The reverence with which he addresses the peak’s forest reflects the reverence he holds in his heart for the Divine Creator. The trees resemble “leafy swords outstretched / To render bowered welcome.” God is welcoming a devotee, as the forest is welcoming a nature lover.
Third Stanza: “Unconscious hopes did thrill”
The beauty arouses in the speaker the motivation to unveil further secrets of the peak’s beauty. He anticipates the glories he will find, as he proclaims, “tempted was I / Thy secrets to pry.”
Fourth Stanza: “I stole through secret hilly ways”
The speaker intimates that he is propelled rapidly “through secret hilly ways” to places that strike him as marvelous in their luscious beauty and exotic in their grace. He finds himself standing “face to face” with “beauteous scene / Where liquid silver spray” adorns the “breast of caves.”
The water cascading down the faces of the caves goes “sparkling through rays of sun,” “ornament[ing] crude stones and logs,” encircling them with “eddying necklaces” and “pearly bubbled wreaths.”
Fifth Stanza: “I tore through veil of trees”
Roused by astounding beauty, the speaker “tore through veil of trees” and suddenly gazes upon “Thy peaceful Paupack.” At this point, he also encounters a lake, which he describes as “tears close-gathered” which resemble a “mirror still.” This sight quenches his spiritual thirst as clear, cool water would quench the palate.
Sixth Stanza: “Cool breezes wooed the warm lake waters”

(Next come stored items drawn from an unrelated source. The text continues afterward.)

// Cached country lookups keyed by client IP
use std::net::IpAddr;
use std::sync::Arc;
use std::time::Duration;

use chrono::{DateTime, Utc};
use serde::{Deserialize, Serialize};

use crate::storage::{DirtyNotifier, RecencyCache};

/// Country code stored when the lookup service could not place an address.
pub const UNKNOWN_COUNTRY_CODE: &str = "AA";

/// Age after which callers force a fresh lookup (30 days).
pub const FORCED_REFRESH_AGE: Duration = Duration::from_secs(30 * 24 * 60 * 60);

/// A resolved country and when it was resolved.
#[derive(Debug, Clone, PartialEq, Eq, Serialize, Deserialize)]
pub struct IpEntry {
    pub country: String,
    pub resolved_at: DateTime<Utc>,
}

impl IpEntry {
    pub fn new(country: impl Into<String>) -> Self {
        Self::resolved_at(country, Utc::now())
    }

    pub fn resolved_at(country: impl Into<String>, at: DateTime<Utc>) -> Self {
        Self {
            country: country.into(),
            resolved_at: at,
        }
    }

    pub fn is_unknown(&self) -> bool {
        self.country == UNKNOWN_COUNTRY_CODE
    }

    /// Time since resolution; zero if the clock went backwards.
    pub fn age(&self, now: DateTime<Utc>) -> Duration {
        (now - self.resolved_at).to_std().unwrap_or_default()
    }

    pub fn is_stale(&self, max_age: Duration, now: DateTime<Utc>) -> bool {
        self.age(now) >= max_age
    }
}

pub type IpCache = RecencyCache<IpAddr, IpEntry>;

/// The cache as the request path sees it: reads and writes that keep the
/// persistence task informed.
#[derive(Debug, Clone)]
pub struct ReputationStore {
    cache: Arc<IpCache>,
    notifier: Option<DirtyNotifier>,
}

impl ReputationStore {
    pub fn new(cache: Arc<IpCache>, notifier: Option<DirtyNotifier>) -> Self {
        Self { cache, notifier }
    }

    pub fn cache(&self) -> &Arc<IpCache> {
        &self.cache
    }

    fn mark_dirty(&self) {
        if let Some(notifier) = &self.notifier {
            notifier.mark_dirty();
        }
    }

    /// Cached entry for `ip`. A hit changes recency, which is worth
    /// persisting too.
    pub fn lookup(&self, ip: &IpAddr) -> Option<IpEntry> {
        let entry = self.cache.get(ip)?;
        self.mark_dirty();
        Some(entry)
    }

    /// Like [`ReputationStore::lookup`] but entries at least `max_age` old
    /// count as misses. They stay cached until the caller records a fresh
    /// result.
    pub fn lookup_fresh(&self, ip: &IpAddr, max_age: Duration) -> Option<IpEntry> {
        self.lookup(ip)
            .filter(|entry| !entry.is_stale(max_age, Utc::now()))
    }

    /// Store a freshly resolved country for `ip`.
    pub fn record(&self, ip: IpAddr, country: impl Into<String>) -> IpEntry {
        let entry = IpEntry::new(country);
        self.cache.add(ip, entry.clone());
        self.mark_dirty();
        entry
    }

    pub fn forget(&self, ip: &IpAddr) -> bool {
        let removed = self.cache.remove(ip);
        if removed {
            self.mark_dirty();
        }
        removed
    }
}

Into the speaker’s sight, “gliding like peaceful swans / At farewell hour of the sun,” appear two canoes. Out of the “snow-white mist,” they seem to resemble “mystic barks” carrying “singing angels / Sailing across the sky.” In the speaker’s mind’s eye, the lake and the canoers transcend to the heavens on wings of sheer joy and expectation.
Seventh Stanza: “I entered once a covered path”
The speaker then continues his hike, taking up a pathway where “velvet moss / And sunshine-checkered leafy cushion” offer a “silken form” that the tree leaves have furnished “for all to tread.”
The speaker then interjects a rhetorical question: Could even the richest man afford such luxury as the gracious Lord has offered here? Of course, no man could ever create “such bowered garland, never fading, for a lake” or these “countless rhododendrons, white and pink, / Whose flowers are each summer born / The woodland darkness to adorn.”
Eighth Stanza: “I passed through corridors of trees”
The speaker then passes through another clump of trees, walking “a garland path,” finding his footsteps had become noisy. So he commands his feet to be still, while “in sweetest reverence” he bows “to the Spirit in this temple of silence.”
Ninth Stanza: “As motionless I stood, and gazed within”
As the speaker stands engrossed in prayer, his natural meditative state takes him deep within where his soul communes personally and peacefully with the Divine Reality that is “within, without.” He intuits that “leaves and stones, my body, sky and earth and light” are all one in the One. And “Where’re I looked, whate’er I saw, / Thy tender Peeping Eye / My soul did draw.”
As beautiful and pleasurable as the physical body of nature is, the Creator of all this beauty mightily exceeds that beauty, when the devotee contacts that Creator within the depths of his own soul.
Source
- Paramahansa Yogananda, “Paupack’s Peak,” Songs of the Soul, Self-Realization Fellowship, Los Angeles, 1983.